Exercise instructions – Write out the material below exactly, with no line missing.

Provided data –
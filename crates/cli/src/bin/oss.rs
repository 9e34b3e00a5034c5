//! oss - bucket object storage tool
//!
//! Pushes, pulls, deletes and lists objects in the bucket configured through
//! OSS_HOST, OSS_SECRET_ID and OSS_SECRET_KEY.

use clap::Parser;
use opskit::commands::oss::{self, Cli};

#[tokio::main]
async fn main() {
    let cli = Cli::parse();
    opskit::init_tracing(cli.global.debug);

    let exit_code = opskit::run_interruptible(oss::execute(cli)).await;

    std::process::exit(exit_code.as_i32());
}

Result below –
filename crates/cli/src/bin/oss.rs
repository 9e34b3e00a5034c5
//! oss - bucket object storage tool
//!
//! Pushes, pulls, deletes and lists objects in the bucket configured through
//! OSS_HOST, OSS_SECRET_ID and OSS_SECRET_KEY.

use clap::Parser;
use opskit::commands::oss::{self, Cli};

#[tokio::main]
async fn main() {
    let cli = Cli::parse();
    opskit::init_tracing(cli.global.debug);

    let exit_code = opskit::run_interruptible(oss::execute(cli)).await;

    std::process::exit(exit_code.as_i32());
}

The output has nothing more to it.